- Problem:
Would you work out how many of the lines below hold "ViewportCommand" and reply with nothing but the number?

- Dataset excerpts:

┌──

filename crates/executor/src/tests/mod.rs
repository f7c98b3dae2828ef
//! Test modules for the executor crate.
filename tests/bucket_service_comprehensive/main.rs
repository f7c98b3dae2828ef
//! Bucket Service Tests
//!
//! End-to-end tests through the public `bucketstore` API:
//! - Bucket lifecycle against a file-backed store
//! - Object round trips and full replacement
//! - Search semantics
//! - Command execution and response rendering
//! - Persistence across reopen

mod common;

mod commands;
mod lifecycle;
mod persistence;
mod scenario;
mod search;
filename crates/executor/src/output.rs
//! Output enum for command execution results.
//!
//! Every command produces exactly one output variant, documented on the
//! command itself.

use bucketstore_storage::PutOutcome;
use serde::{Deserialize, Serialize};

use crate::types::BucketRepresentation;

/// Successful command execution results.
#[derive(Debug, Clone, PartialEq, Serialize, Deserialize)]
pub enum Output {
    /// No return value (drop, delete)
    Unit,

    /// Bucket names, in no particular order
    BucketNames(Vec<String>),

    /// One bucket with its schema
    Bucket(BucketRepresentation),

    /// A stored object rendered as JSON; null fields are omitted
    Object(serde_json::Value),

    /// Whether a put created or replaced the key
    Stored(PutOutcome),

    /// Matching keys in ascending order
    Keys(Vec<String>),
}
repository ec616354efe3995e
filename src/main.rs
mod cli;
mod config;
mod engine;
mod error;
mod renderer;
mod types;
mod ui;

use std::path::Path;
use std::process::ExitCode;

use anyhow::{Context, anyhow};
use log::{LevelFilter, debug, info};

use crate::cli::Args;
use crate::config::{APPLICATION, ICON_PATH, ORGANIZATION, PathConfig, WINDOW_TITLE};
use crate::engine::GstPlaybackEngine;
use crate::error::AppError;
use crate::types::layout::WindowLayoutState;
use crate::ui::app::{PlayerApp, viewport_for};
use crate::ui::dialogs::show_fatal;
use crate::ui::icon::load_icon;
use crate::ui::player_window::PlayerWindow;
use crate::ui::video_surface::VideoSurface;

fn main() -> ExitCode {
    let args = match Args::from_env() {
        Ok(args) => args,
        Err(e) => {
            init_logging(LevelFilter::Warn);
            return fail(&e);
        }
    };
    init_logging(args.log_level());
    debug!("Command-line args: {args:?}");

    match run(&args) {
        Ok(()) => ExitCode::SUCCESS,
        Err(e) => fail(&e),
    }
}

fn init_logging(level: LevelFilter) {
    // RUST_LOG wins over -v
    env_logger::Builder::from_env(env_logger::Env::default().default_filter_or(level.as_str()))
        .filter_module("egui", LevelFilter::Info)
        .format_timestamp_millis()
        .init();
}

fn fail(err: &AppError) -> ExitCode {
    show_fatal(err.title(), &err.to_string());
    ExitCode::from(err.exit_code())
}

fn run(args: &Args) -> Result<(), AppError> {
    let media_path = args.media_path()?;

    let path_config = PathConfig::from_env_and_cli(args.config_dir.clone());
    let settings_file = path_config.settings_file(ORGANIZATION, APPLICATION);
    info!("Settings: {}", settings_file.display());

    let surface = VideoSurface::new();
    let engine = GstPlaybackEngine::new(&media_path, &surface)
        .with_context(|| format!("Failed to open {}", media_path.display()))?;
    info!("Playing {}", engine.uri());

    let mut viewport = viewport_for(WINDOW_TITLE);
    if let Some(icon) = load_icon(Path::new(ICON_PATH)) {
        viewport = viewport.with_icon(icon);
    }
    let options = eframe::NativeOptions {
        viewport,
        // geometry and window state go through our own blobs
        persist_window: false,
        persistence_path: Some(settings_file),
        ..Default::default()
    };

    eframe::run_native(
        WINDOW_TITLE,
        options,
        Box::new(move |cc| {
            let layout = cc
                .storage
                .map(WindowLayoutState::load)
                .unwrap_or_default();
            let app = PlayerApp::new(PlayerWindow::new(engine), surface, &layout);
            app.attach(&cc.egui_ctx, &layout);
            Ok(Box::new(app))
        }),
    )
    .map_err(|e| anyhow!("Event loop failed: {e}"))?;

    info!("Window closed");
    Ok(())
}
use clap::Parser;
use std::path::PathBuf;

use crate::error::AppError;

/// Minimal video player window
#[derive(Parser, Debug)]
#[command(author, version, about, long_about = None)]
pub struct Args {
    /// Path to the video file to play
    #[arg(value_name = "PATH")]
    pub media_path: Option<PathBuf>,

    /// Increase logging verbosity (default: warn, -v: info, -vv: debug, -vvv+: trace)
    #[arg(short = 'v', long = "verbose", action = clap::ArgAction::Count)]
    pub verbosity: u8,

    /// Custom configuration directory (overrides default platform paths)
    #[arg(short = 'c', long = "config-dir", value_name = "DIR")]
    pub config_dir: Option<PathBuf>,
}

impl Args {
    /// Parse process arguments. `--help` and `--version` print and exit here;
    /// anything else clap rejects becomes a usage error.
    pub fn from_env() -> Result<Self, AppError> {
        Self::parse_from_iter(std::env::args_os())
    }

    pub fn parse_from_iter<I, T>(iter: I) -> Result<Self, AppError>
    where
        I: IntoIterator<Item = T>,
        T: Into<std::ffi::OsString> + Clone,
    {
        match Self::try_parse_from(iter) {
            Ok(args) => Ok(args),
            Err(e)
                if matches!(
                    e.kind(),
                    clap::error::ErrorKind::DisplayHelp | clap::error::ErrorKind::DisplayVersion
                ) =>
            {
                e.exit()
            }
            Err(e) => Err(AppError::Usage(e.to_string())),
        }
    }

    /// The one required positional path.
    pub fn media_path(&self) -> Result<PathBuf, AppError> {
        self.media_path
            .clone()
            .ok_or_else(|| AppError::Usage(format!("Usage: {} <video-path>", env!("CARGO_PKG_NAME"))))
    }

    pub fn log_level(&self) -> log::LevelFilter {
        match self.verbosity {
            0 => log::LevelFilter::Warn,
            1 => log::LevelFilter::Info,
            2 => log::LevelFilter::Debug,
            _ => log::LevelFilter::Trace,
        }
    }
}

#[cfg(test)]
mod tests {
    use super::*;

    #[test]
    fn missing_path_is_a_usage_error() {
        let args = Args::parse_from_iter(["reelview"]).unwrap();
        let err = args.media_path().unwrap_err();
        assert!(matches!(err, AppError::Usage(_)));
        assert_eq!(err.exit_code(), 1);
        assert_eq!(err.to_string(), "Usage: reelview <video-path>");
    }

    #[test]
    fn unknown_flag_is_a_usage_error() {
        let err = Args::parse_from_iter(["reelview", "--bogus", "a.mp4"]).unwrap_err();
        assert!(matches!(err, AppError::Usage(_)));
    }

    #[test]
    fn path_and_verbosity_are_parsed() {
        let args = Args::parse_from_iter(["reelview", "-vv", "clip.mp4"]).unwrap();
        assert_eq!(args.media_path().unwrap(), PathBuf::from("clip.mp4"));
        assert_eq!(args.log_level(), log::LevelFilter::Debug);
    }

    #[test]
    fn extra_positional_is_rejected() {
        let err = Args::parse_from_iter(["reelview", "a.mp4", "b.mp4"]).unwrap_err();
        assert!(matches!(err, AppError::Usage(_)));
    }
}
use eframe::egui;
use log::{debug, trace};

use crate::config::CONTROL_STRIP_HEIGHT;
use crate::engine::PlaybackEngine;

pub const SLIDER_MAX: u8 = 100;

/// Toolkit-independent part of the player window: the slider and label it
/// shows, and the surface rectangle the video is drawn into.
///
/// Slider and label only ever change from a poll, so
/// they always reflect the last thing the engine reported.
pub struct PlayerWindow<E: PlaybackEngine> {
    engine: E,
    slider_value: u8,
    time_label: String,
    surface_rect: egui::Rect,
}

impl<E: PlaybackEngine> PlayerWindow<E> {
    pub fn new(engine: E) -> Self {
        Self {
            engine,
            slider_value: 0,
            time_label: format_time(0),
            surface_rect: egui::Rect::NOTHING,
        }
    }

    pub fn slider_value(&self) -> u8 {
        self.slider_value
    }

    pub fn time_label(&self) -> &str {
        &self.time_label
    }

    pub fn surface_rect(&self) -> egui::Rect {
        self.surface_rect
    }

    pub fn play(&mut self) {
        debug!("Play");
        self.engine.play();
    }

    pub fn pause(&mut self) {
        debug!("Pause");
        self.engine.pause();
    }

    pub fn stop(&mut self) {
        debug!("Stop");
        self.engine.stop();
    }

    #[cfg(test)]
    pub fn engine_mut(&mut self) -> &mut E {
        &mut self.engine
    }

    /// User let go of the slider at `value`. Only the engine moves; the
    /// slider keeps its polled value until the next tick.
    pub fn on_slider_released(&mut self, value: u8) {
        let value = value.min(SLIDER_MAX);
        let fraction = f64::from(value) / f64::from(SLIDER_MAX);
        debug!("Seek to {fraction:.2}");
        self.engine.seek_fraction(fraction);
    }

    /// Periodic poll. Does nothing unless the engine reports playing;
    /// returns whether slider and label were refreshed.
    pub fn on_tick(&mut self) -> bool {
        if !self.engine.is_playing() {
            return false;
        }
        let fraction = self.engine.position_fraction().clamp(0.0, 1.0);
        self.slider_value = (fraction * f64::from(SLIDER_MAX)).round() as u8;
        self.time_label = format_time(self.engine.elapsed_millis() / 1000);
        trace!("Tick: slider={} time={}", self.slider_value, self.time_label);
        true
    }

    /// Re-lay the surface for a window of `window_size`. Returns whether it moved.
    pub fn on_resize(&mut self, window_size: egui::Vec2) -> bool {
        let rect = surface_rect_for(window_size);
        if rect == self.surface_rect {
            return false;
        }
        debug!("Video surface resized to {}x{}", rect.width(), rect.height());
        self.surface_rect = rect;
        true
    }
}

/// `HH:MM:SS`, hours not wrapped at 24.
pub fn format_time(total_seconds: u64) -> String {
    let hours = total_seconds / 3600;
    let minutes = (total_seconds % 3600) / 60;
    let seconds = total_seconds % 60;
    format!("{hours:02}:{minutes:02}:{seconds:02}")
}

/// Whole window width, everything above the control strip.
pub fn surface_rect_for(window_size: egui::Vec2) -> egui::Rect {
    let height = (window_size.y - CONTROL_STRIP_HEIGHT).max(0.0);
    egui::Rect::from_min_size(egui::Pos2::ZERO, egui::vec2(window_size.x.max(0.0), height))
}

/// Largest rect with `aspect` (width / height) centered in `bounds`.
pub fn letterbox(bounds: egui::Rect, aspect: f32) -> egui::Rect {
    if bounds.height() <= 0.0 || bounds.width() <= 0.0 || !aspect.is_finite() || aspect <= 0.0 {
        return bounds;
    }
    let size = if bounds.width() / bounds.height() > aspect {
        egui::vec2(bounds.height() * aspect, bounds.height())
    } else {
        egui::vec2(bounds.width(), bounds.width() / aspect)
    };
    egui::Rect::from_center_size(bounds.center(), size)
}

#[cfg(test)]
mod tests {
    use super::*;

    #[derive(Debug, Clone, PartialEq)]
    enum Call {
        Play,
        Pause,
        Stop,
        Seek(f64),
    }

    #[derive(Default)]
    struct FakeEngine {
        calls: Vec<Call>,
        playing: bool,
        fraction: f64,
        millis: u64,
    }

    impl PlaybackEngine for FakeEngine {
        fn play(&mut self) {
            self.calls.push(Call::Play);
        }

        fn pause(&mut self) {
            self.calls.push(Call::Pause);
        }

        fn stop(&mut self) {
            self.calls.push(Call::Stop);
        }

        fn seek_fraction(&mut self, fraction: f64) {
            self.calls.push(Call::Seek(fraction));
        }

        fn is_playing(&self) -> bool {
            self.playing
        }

        fn position_fraction(&self) -> f64 {
            self.fraction
        }

        fn elapsed_millis(&self) -> u64 {
            self.millis
        }
    }

    #[test]
    fn format_time_pads_and_does_not_wrap_hours() {
        assert_eq!(format_time(0), "00:00:00");
        assert_eq!(format_time(59), "00:00:59");
        assert_eq!(format_time(3661), "01:01:01");
        assert_eq!(format_time(86_400), "24:00:00");
        assert_eq!(format_time(360_000), "100:00:00");
    }

    #[test]
    fn slider_release_seeks_to_value_over_100() {
        let mut window = PlayerWindow::new(FakeEngine::default());
        for value in 0..=100u8 {
            window.on_slider_released(value);
            assert_eq!(window.slider_value(), 0);
        }
        let expected: Vec<Call> = (0..=100u8)
            .map(|v| Call::Seek(f64::from(v) / 100.0))
            .collect();
        assert_eq!(window.engine.calls, expected);
    }

    #[test]
    fn tick_while_not_playing_changes_nothing() {
        let mut window = PlayerWindow::new(FakeEngine {
            playing: true,
            fraction: 0.25,
            millis: 61_000,
            ..Default::default()
        });
        assert!(window.on_tick());
        assert_eq!(window.slider_value(), 25);
        assert_eq!(window.time_label(), "00:01:01");

        window.engine.playing = false;
        window.engine.fraction = 0.9;
        window.engine.millis = 999_000;
        assert!(!window.on_tick());
        assert_eq!(window.slider_value(), 25);
        assert_eq!(window.time_label(), "00:01:01");
    }

    #[test]
    fn tick_while_playing_reflects_engine() {
        let mut window = PlayerWindow::new(FakeEngine {
            playing: true,
            fraction: 0.5,
            millis: 5000,
            ..Default::default()
        });
        assert_eq!(window.time_label(), "00:00:00");
        window.on_tick();
        assert_eq!(window.slider_value(), 50);
        assert_eq!(window.time_label(), "00:00:05");
    }

    #[test]
    fn tick_rounds_fraction() {
        let mut window = PlayerWindow::new(FakeEngine {
            playing: true,
            fraction: 0.996,
            millis: 1999,
            ..Default::default()
        });
        window.on_tick();
        assert_eq!(window.slider_value(), 100);
        assert_eq!(window.time_label(), "00:00:01");
    }

    #[test]
    fn buttons_forward_to_engine() {
        let mut window = PlayerWindow::new(FakeEngine::default());
        window.play();
        window.pause();
        window.stop();
        assert_eq!(window.engine.calls, vec![Call::Play, Call::Pause, Call::Stop]);
    }

    #[test]
    fn surface_fills_window_above_control_strip() {
        let mut window = PlayerWindow::new(FakeEngine::default());
        assert!(window.on_resize(egui::vec2(800.0, 600.0)));
        assert_eq!(
            window.surface_rect(),
            egui::Rect::from_min_size(egui::Pos2::ZERO, egui::vec2(800.0, 500.0))
        );
        assert!(!window.on_resize(egui::vec2(800.0, 600.0)));

        window.on_resize(egui::vec2(300.0, 80.0));
        assert_eq!(window.surface_rect().height(), 0.0);
    }

    #[test]
    fn letterbox_keeps_aspect() {
        let bounds = egui::Rect::from_min_size(egui::Pos2::ZERO, egui::vec2(800.0, 500.0));
        let fitted = letterbox(bounds, 2.0);
        assert_eq!(fitted.width(), 800.0);
        assert_eq!(fitted.height(), 400.0);
        assert_eq!(fitted.center(), bounds.center());

        let tall = letterbox(bounds, 1.0);
        assert_eq!(tall.size(), egui::vec2(500.0, 500.0));
    }
}
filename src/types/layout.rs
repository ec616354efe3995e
use eframe::egui;
use log::{debug, warn};
use serde::{Deserialize, Serialize};

use crate::config::DEFAULT_WINDOW_SIZE;

pub const GEOMETRY_KEY: &str = "geometry";
pub const WINDOW_STATE_KEY: &str = "windowState";

/// The two blobs round-tripped through eframe's persistent storage. The
/// storage never looks inside them.
#[derive(Debug, Clone, Default, PartialEq, Eq)]
pub struct WindowLayoutState {
    pub geometry: Vec<u8>,
    pub window_state: Vec<u8>,
}

impl WindowLayoutState {
    /// Absent keys read as empty blobs.
    pub fn load(storage: &dyn eframe::Storage) -> Self {
        Self {
            geometry: eframe::get_value(storage, GEOMETRY_KEY).unwrap_or_default(),
            window_state: eframe::get_value(storage, WINDOW_STATE_KEY).unwrap_or_default(),
        }
    }

    pub fn save(&self, storage: &mut dyn eframe::Storage) {
        eframe::set_value(storage, GEOMETRY_KEY, &self.geometry);
        eframe::set_value(storage, WINDOW_STATE_KEY, &self.window_state);
    }

    pub fn encode(geometry: &WindowGeometry, state: &WindowState) -> Self {
        Self {
            geometry: encode_blob(geometry),
            window_state: encode_blob(state),
        }
    }

    pub fn geometry(&self) -> Option<WindowGeometry> {
        decode_blob(&self.geometry, GEOMETRY_KEY)
    }

    pub fn window_state(&self) -> Option<WindowState> {
        decode_blob(&self.window_state, WINDOW_STATE_KEY)
    }

    /// Viewport commands that put a freshly opened window back where this
    /// layout left it. Without a usable geometry the window gets the default size.
    pub fn restore_commands(&self) -> Vec<egui::ViewportCommand> {
        let mut commands = Vec::new();
        match self.geometry() {
            Some(geometry) => {
                debug!(
                    "Restoring window geometry {}x{}",
                    geometry.width, geometry.height
                );
                commands.push(egui::ViewportCommand::InnerSize(egui::vec2(
                    geometry.width,
                    geometry.height,
                )));
                if let (Some(x), Some(y)) = (geometry.x, geometry.y) {
                    commands.push(egui::ViewportCommand::OuterPosition(egui::pos2(x, y)));
                }
            }
            None => commands.push(egui::ViewportCommand::InnerSize(DEFAULT_WINDOW_SIZE.into())),
        }
        if let Some(state) = self.window_state() {
            commands.push(egui::ViewportCommand::Maximized(state.maximized));
            commands.push(egui::ViewportCommand::Fullscreen(state.fullscreen));
        }
        commands
    }
}

/// Outer position and inner size, in logical points.
#[derive(Debug, Clone, Copy, PartialEq, Serialize, Deserialize)]
pub struct WindowGeometry {
    pub x: Option<f32>,
    pub y: Option<f32>,
    pub width: f32,
    pub height: f32,
}

impl WindowGeometry {
    fn is_usable(&self) -> bool {
        self.width.is_finite() && self.height.is_finite() && self.width >= 1.0 && self.height >= 1.0
    }
}

#[derive(Debug, Clone, Copy, Default, PartialEq, Eq, Serialize, Deserialize)]
pub struct WindowState {
    pub maximized: bool,
    pub fullscreen: bool,
}

fn encode_blob<T: Serialize>(value: &T) -> Vec<u8> {
    serde_json::to_vec(value).unwrap_or_default()
}

fn decode_blob<T>(blob: &[u8], key: &str) -> Option<T>
where
    T: for<'de> Deserialize<'de> + Usable,
{
    if blob.is_empty() {
        debug!("No saved {key}");
        return None;
    }
    match serde_json::from_slice::<T>(blob) {
        Ok(value) if value.usable() => Some(value),
        Ok(_) => {
            warn!("Discarding unusable saved {key}");
            None
        }
        Err(e) => {
            warn!("Discarding unreadable saved {key}: {e}");
            None
        }
    }
}

trait Usable {
    fn usable(&self) -> bool;
}

impl Usable for WindowGeometry {
    fn usable(&self) -> bool {
        self.is_usable()
    }
}

impl Usable for WindowState {
    fn usable(&self) -> bool {
        true
    }
}

/// In-memory `eframe::Storage` for tests.
#[cfg(test)]
#[derive(Default)]
pub struct MemoryStorage(std::collections::HashMap<String, String>);

#[cfg(test)]
impl eframe::Storage for MemoryStorage {
    fn get_string(&self, key: &str) -> Option<String> {
        self.0.get(key).cloned()
    }

    fn set_string(&mut self, key: &str, value: String) {
        self.0.insert(key.to_string(), value);
    }

    fn flush(&mut self) {}
}
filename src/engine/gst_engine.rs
//! GStreamer-backed playback session: one `playbin` bound to one media file.

use std::path::{Path, PathBuf};
use std::sync::Arc;
use std::sync::atomic::{AtomicBool, Ordering};

use gst::prelude::*;
use gstreamer as gst;
use gstreamer_app as gst_app;
use gstreamer_pbutils as gst_pbutils;
use gstreamer_video as gst_video;
use log::{debug, error, info, warn};

use crate::engine::PlaybackEngine;
use crate::error::EngineInitError;
use crate::renderer::frame_slot::{FrameSlot, VideoFrame, VideoSurfaceHandleProvider};

const DISCOVER_TIMEOUT_SECS: u64 = 5;

pub struct GstPlaybackEngine {
    playbin: gst::Element,
    uri: String,
    eos: Arc<AtomicBool>,
}

impl GstPlaybackEngine {
    /// Open `path` and bind the player's video output to `surface`.
    pub fn new(
        path: &Path,
        surface: &impl VideoSurfaceHandleProvider,
    ) -> Result<Self, EngineInitError> {
        let uri = media_uri(path)?;

        gst::init().map_err(EngineInitError::Init)?;
        discover(&uri)?;

        let playbin = gst::ElementFactory::make("playbin")
            .name("player")
            .property("uri", &uri)
            .build()
            .map_err(|_| EngineInitError::MissingElement("playbin"))?;

        let sink = frame_sink(surface.render_target());
        playbin.set_property("video-sink", &sink);

        let eos = Arc::new(AtomicBool::new(false));
        if let Some(bus) = playbin.bus() {
            let eos = eos.clone();
            bus.set_sync_handler(move |_bus, msg| {
                log_bus_message(msg, &eos);
                gst::BusSyncReply::Drop
            });
        }

        playbin.set_state(gst::State::Ready)?;
        info!("Opened {uri}");

        Ok(Self { playbin, uri, eos })
    }

    pub fn uri(&self) -> &str {
        &self.uri
    }

    fn set_state(&self, state: gst::State) {
        if let Err(e) = self.playbin.set_state(state) {
            warn!("Failed to set player to {state:?}: {e}");
        }
    }
}

impl PlaybackEngine for GstPlaybackEngine {
    fn play(&mut self) {
        if self.eos.swap(false, Ordering::SeqCst) {
            // restart from the top after end-of-stream
            self.set_state(gst::State::Ready);
        }
        self.set_state(gst::State::Playing);
    }

    fn pause(&mut self) {
        self.set_state(gst::State::Paused);
    }

    fn stop(&mut self) {
        self.eos.store(false, Ordering::SeqCst);
        self.set_state(gst::State::Ready);
    }

    fn seek_fraction(&mut self, fraction: f64) {
        let Some(duration) = self.playbin.query_duration::<gst::ClockTime>() else {
            debug!("Seek to {fraction:.2} ignored, duration unknown");
            return;
        };
        let target = gst::ClockTime::from_nseconds((duration.nseconds() as f64 * fraction) as u64);
        match self
            .playbin
            .seek_simple(gst::SeekFlags::FLUSH | gst::SeekFlags::KEY_UNIT, target)
        {
            Ok(()) => self.eos.store(false, Ordering::SeqCst),
            Err(e) => warn!("Seek to {target} failed: {e}"),
        }
    }

    fn is_playing(&self) -> bool {
        !self.eos.load(Ordering::SeqCst) && self.playbin.current_state() == gst::State::Playing
    }

    fn position_fraction(&self) -> f64 {
        let position = self.playbin.query_position::<gst::ClockTime>();
        let duration = self.playbin.query_duration::<gst::ClockTime>();
        match (position, duration) {
            (Some(pos), Some(dur)) if dur.nseconds() > 0 => {
                pos.nseconds() as f64 / dur.nseconds() as f64
            }
            _ => 0.0,
        }
    }

    fn elapsed_millis(&self) -> u64 {
        self.playbin
            .query_position::<gst::ClockTime>()
            .map(|p| p.mseconds())
            .unwrap_or(0)
    }
}

impl Drop for GstPlaybackEngine {
    fn drop(&mut self) {
        self.set_state(gst::State::Null);
    }
}

fn media_uri(path: &Path) -> Result<String, EngineInitError> {
    let absolute: PathBuf =
        std::fs::canonicalize(path).map_err(|source| EngineInitError::MediaNotFound {
            path: path.to_path_buf(),
            source,
        })?;
    gst::glib::filename_to_uri(&absolute, None)
        .map(|uri| uri.to_string())
        .map_err(|source| EngineInitError::InvalidUri {
            path: absolute,
            source,
        })
}

/// Probe the resource before building the player so unreadable files fail
/// construction instead of the first `play()`.
fn discover(uri: &str) -> Result<(), EngineInitError> {
    let open_error = |reason: String| EngineInitError::MediaOpen {
        uri: uri.to_string(),
        reason,
    };
    let discoverer =
        gst_pbutils::Discoverer::new(gst::ClockTime::from_seconds(DISCOVER_TIMEOUT_SECS))
            .map_err(|e| open_error(e.to_string()))?;
    let info = discoverer
        .discover_uri(uri)
        .map_err(|e| open_error(e.to_string()))?;

    let video = info.video_streams().len();
    let audio = info.audio_streams().len();
    if video == 0 && audio == 0 {
        return Err(open_error("no audio or video streams".to_string()));
    }
    debug!(
        "Discovered {uri}: {video} video / {audio} audio streams, duration {:?}",
        info.duration()
    );
    Ok(())
}

/// RGBA appsink that publishes every decoded frame into `slot`.
fn frame_sink(slot: FrameSlot) -> gst_app::AppSink {
    let sink = gst_app::AppSink::builder()
        .caps(
            &gst_video::VideoCapsBuilder::new()
                .format(gst_video::VideoFormat::Rgba)
                .build(),
        )
        .max_buffers(1)
        .drop(true)
        .build();

    let preroll_slot = slot.clone();
    sink.set_callbacks(
        gst_app::AppSinkCallbacks::builder()
            .new_sample(move |sink| {
                let sample = sink.pull_sample().map_err(|_| gst::FlowError::Eos)?;
                publish_sample(&sample, &slot);
                Ok(gst::FlowSuccess::Ok)
            })
            .new_preroll(move |sink| {
                let sample = sink.pull_preroll().map_err(|_| gst::FlowError::Eos)?;
                publish_sample(&sample, &preroll_slot);
                Ok(gst::FlowSuccess::Ok)
            })
            .build(),
    );
    sink
}

fn publish_sample(sample: &gst::Sample, slot: &FrameSlot) {
    let (Some(buffer), Some(caps)) = (sample.buffer(), sample.caps()) else {
        return;
    };
    let Ok(info) = gst_video::VideoInfo::from_caps(caps) else {
        warn!("Sample without video caps");
        return;
    };
    let Ok(map) = buffer.map_readable() else {
        return;
    };
    let stride = info.stride()[0].max(0) as usize;
    match VideoFrame::from_strided(map.as_slice(), info.width(), info.height(), stride) {
        Some(frame) => slot.publish(frame),
        None => warn!(
            "Short frame buffer: {} bytes for {}x{}",
            map.size(),
            info.width(),
            info.height()
        ),
    }
}

fn log_bus_message(msg: &gst::Message, eos: &AtomicBool) {
    use gst::MessageView;

    match msg.view() {
        MessageView::Eos(..) => {
            info!("End of stream");
            eos.store(true, Ordering::SeqCst);
        }
        MessageView::Error(err) => {
            error!(
                "Player error from {:?}: {} ({:?})",
                err.src().map(|s| s.path_string()),
                err.error(),
                err.debug()
            );
        }
        MessageView::Warning(w) => {
            warn!("Player warning: {} ({:?})", w.error(), w.debug());
        }
        _ => {}
    }
}

#[cfg(test)]
mod tests {
    use super::*;

    struct NullSurface(FrameSlot);

    impl VideoSurfaceHandleProvider for NullSurface {
        fn render_target(&self) -> FrameSlot {
            self.0.clone()
        }
    }

    #[test]
    fn missing_media_fails_construction() {
        let surface = NullSurface(FrameSlot::new());
        let result = GstPlaybackEngine::new(Path::new("/nonexistent/reelview/clip.mp4"), &surface);
        assert!(matches!(result, Err(EngineInitError::MediaNotFound { .. })));
    }

    #[test]
    fn non_media_file_fails_construction() {
        let dir = tempfile::tempdir().unwrap();
        let path = dir.path().join("clip.mp4");
        std::fs::write(&path, b"this is not a video\x00\x01\x02").unwrap();

        let surface = NullSurface(FrameSlot::new());
        let result = GstPlaybackEngine::new(&path, &surface);
        assert!(matches!(result, Err(EngineInitError::MediaOpen { .. })));
    }

    #[test]
    fn media_uri_is_absolute_file_uri() {
        let dir = tempfile::tempdir().unwrap();
        let path = dir.path().join("clip.mp4");
        std::fs::write(&path, b"").unwrap();

        let uri = media_uri(&path).unwrap();
        assert!(uri.starts_with("file://"));
        assert!(uri.ends_with("clip.mp4"));
    }
}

└──

- Exercise solution:
6